BEGIN Excerpted data
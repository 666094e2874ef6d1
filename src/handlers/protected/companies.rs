// handlers/protected/companies.rs - company and user provisioning
//
// POST /api/companies                     (admin)
// GET  /api/companies/:company            (company member or admin)
// PUT  /api/companies/:company/whatsapp   (owner or admin)
// POST /api/companies/:company/users      (owner or admin)
use axum::{
    extract::{Path, State},
    Extension,
};
use serde_json::Value;

use crate::middleware::{ApiJson, ApiResponse, ApiResult, AuthUser};
use crate::services::{CompanyView, NewCompany, NewUser, WhatsAppCredentialsInput};
use crate::state::AppState;

pub async fn company_create(
    State(state): State<AppState>,
    Extension(user): Extension<AuthUser>,
    ApiJson(input): ApiJson<NewCompany>,
) -> ApiResult<CompanyView> {
    user.require_admin()?;
    let company = state.companies().create_company(input).await?;
    Ok(ApiResponse::created("Company created", company))
}

pub async fn company_get(
    State(state): State<AppState>,
    Extension(user): Extension<AuthUser>,
    Path(company_id): Path<String>,
) -> ApiResult<CompanyView> {
    user.require_company(&company_id)?;
    let company = state.companies().get_company(&company_id).await?;
    Ok(ApiResponse::success("Company", company))
}

pub async fn whatsapp_credentials_put(
    State(state): State<AppState>,
    Extension(user): Extension<AuthUser>,
    Path(company_id): Path<String>,
    ApiJson(input): ApiJson<WhatsAppCredentialsInput>,
) -> ApiResult<CompanyView> {
    user.require_owner(&company_id)?;
    let company = state
        .companies()
        .update_whatsapp_credentials(&company_id, input)
        .await?;
    Ok(ApiResponse::success("WhatsApp credentials updated", company))
}

pub async fn user_create(
    State(state): State<AppState>,
    Extension(user): Extension<AuthUser>,
    Path(company_id): Path<String>,
    ApiJson(input): ApiJson<NewUser>,
) -> ApiResult<Value> {
    user.require_owner(&company_id)?;
    let created = state.companies().create_user(&company_id, input).await?;
    Ok(ApiResponse::created("User created", created))
}
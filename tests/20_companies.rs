mod common;

use anyhow::Result;
use axum::http::StatusCode;
use dashboard_api::auth::Role;
use dashboard_api::database::DocumentStore;
use dashboard_api::sealing;
use serde_json::json;

use common::{error_code, TestApp};

#[tokio::test]
async fn company_credentials_are_sealed_at_rest() -> Result<()> {
    let app = TestApp::new();
    let id = app
        .create_company(
            "  Acme Co  ",
            Some(json!({"instance": "inst-1", "token": "tok-1", "clientToken": "client-1"})),
        )
        .await;

    let stored = app.store.get("companies", &id).await?.expect("company document");
    assert_eq!(stored.data["name"], "Acme Co");
    let sealed = stored.data["whatsapp"]["token"].as_str().expect("sealed token");
    assert_ne!(sealed, "tok-1");
    assert_eq!(sealing::open(sealed)?, "tok-1");

    let admin = app.admin();
    let (status, body) = app.get(&format!("/api/companies/{id}"), Some(&admin)).await;
    assert_eq!(status, StatusCode::OK);
    assert_eq!(body["whatsapp"]["token"]["configured"], true);
    assert_eq!(body["whatsapp"]["clientToken"]["configured"], true);
    // Only flags leave the server
    assert!(!body.to_string().contains("tok-1"));
    Ok(())
}

#[tokio::test]
async fn company_name_is_validated() -> Result<()> {
    let app = TestApp::new();
    let admin = app.admin();

    let (status, body) = app.post("/api/companies", Some(&admin), json!({"name": "   "})).await;
    assert_eq!(status, StatusCode::BAD_REQUEST);
    assert_eq!(error_code(&body), "invalid-argument");

    let long = "x".repeat(101);
    let (status, _) = app.post("/api/companies", Some(&admin), json!({"name": long})).await;
    assert_eq!(status, StatusCode::BAD_REQUEST);

    let owner = app.token("u1", "c1", Role::Owner);
    let (status, _) = app.post("/api/companies", Some(&owner), json!({"name": "Acme"})).await;
    assert_eq!(status, StatusCode::FORBIDDEN);
    Ok(())
}

#[tokio::test]
async fn companies_are_isolated_by_claim() -> Result<()> {
    let app = TestApp::new();
    let id = app.create_company("Acme", None).await;

    let member = app.token("u1", &id, Role::Member);
    let (status, body) = app.get(&format!("/api/companies/{id}"), Some(&member)).await;
    assert_eq!(status, StatusCode::OK);
    assert_eq!(body["whatsapp"]["instance"]["configured"], false);

    let outsider = app.token("u2", "other", Role::Owner);
    let (status, body) = app.get(&format!("/api/companies/{id}"), Some(&outsider)).await;
    assert_eq!(status, StatusCode::FORBIDDEN);
    assert_eq!(error_code(&body), "permission-denied");

    let (status, body) = app.get("/api/companies/missing", Some(&app.admin())).await;
    assert_eq!(status, StatusCode::NOT_FOUND);
    assert_eq!(error_code(&body), "not-found");
    Ok(())
}

#[tokio::test]
async fn credential_update_replaces_the_whole_triple() -> Result<()> {
    let app = TestApp::new();
    let id = app
        .create_company("Acme", Some(json!({"instance": "i", "token": "t", "clientToken": "c"})))
        .await;

    let owner = app.token("u1", &id, Role::Owner);
    let (status, body) = app
        .put(&format!("/api/companies/{id}/whatsapp"), Some(&owner), json!({"instance": "i2"}))
        .await;
    assert_eq!(status, StatusCode::OK, "{body}");
    assert_eq!(body["whatsapp"]["instance"]["configured"], true);
    assert_eq!(body["whatsapp"]["token"]["configured"], false);

    let member = app.token("u2", &id, Role::Member);
    let (status, _) = app
        .put(&format!("/api/companies/{id}/whatsapp"), Some(&member), json!({"instance": "i3"}))
        .await;
    assert_eq!(status, StatusCode::FORBIDDEN);
    Ok(())
}

#[tokio::test]
async fn owners_add_users() -> Result<()> {
    let app = TestApp::new();
    let id = app.create_company("Acme", None).await;
    let owner = app.token("u1", &id, Role::Owner);

    let (status, body) = app
        .post(
            &format!("/api/companies/{id}/users"),
            Some(&owner),
            json!({"email": "Ana@Example.com", "name": "Ana", "role": "member", "pushToken": "ExpoPushToken[1]"}),
        )
        .await;
    assert_eq!(status, StatusCode::CREATED, "{body}");
    assert_eq!(body["email"], "ana@example.com");
    assert_eq!(app.store.count(&format!("companies/{id}/users")).await, 1);

    let (status, _) = app
        .post(
            &format!("/api/companies/{id}/users"),
            Some(&owner),
            json!({"email": "root@example.com", "name": "Root", "role": "admin"}),
        )
        .await;
    assert_eq!(status, StatusCode::BAD_REQUEST);

    let (status, _) = app
        .post(
            &format!("/api/companies/{id}/users"),
            Some(&owner),
            json!({"email": "not-an-email", "name": "Bob", "role": "member"}),
        )
        .await;
    assert_eq!(status, StatusCode::BAD_REQUEST);
    Ok(())
}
END Excerpted data
Every line of the data above that includes "common" should be listed.

mod common;
use common::{error_code, TestApp};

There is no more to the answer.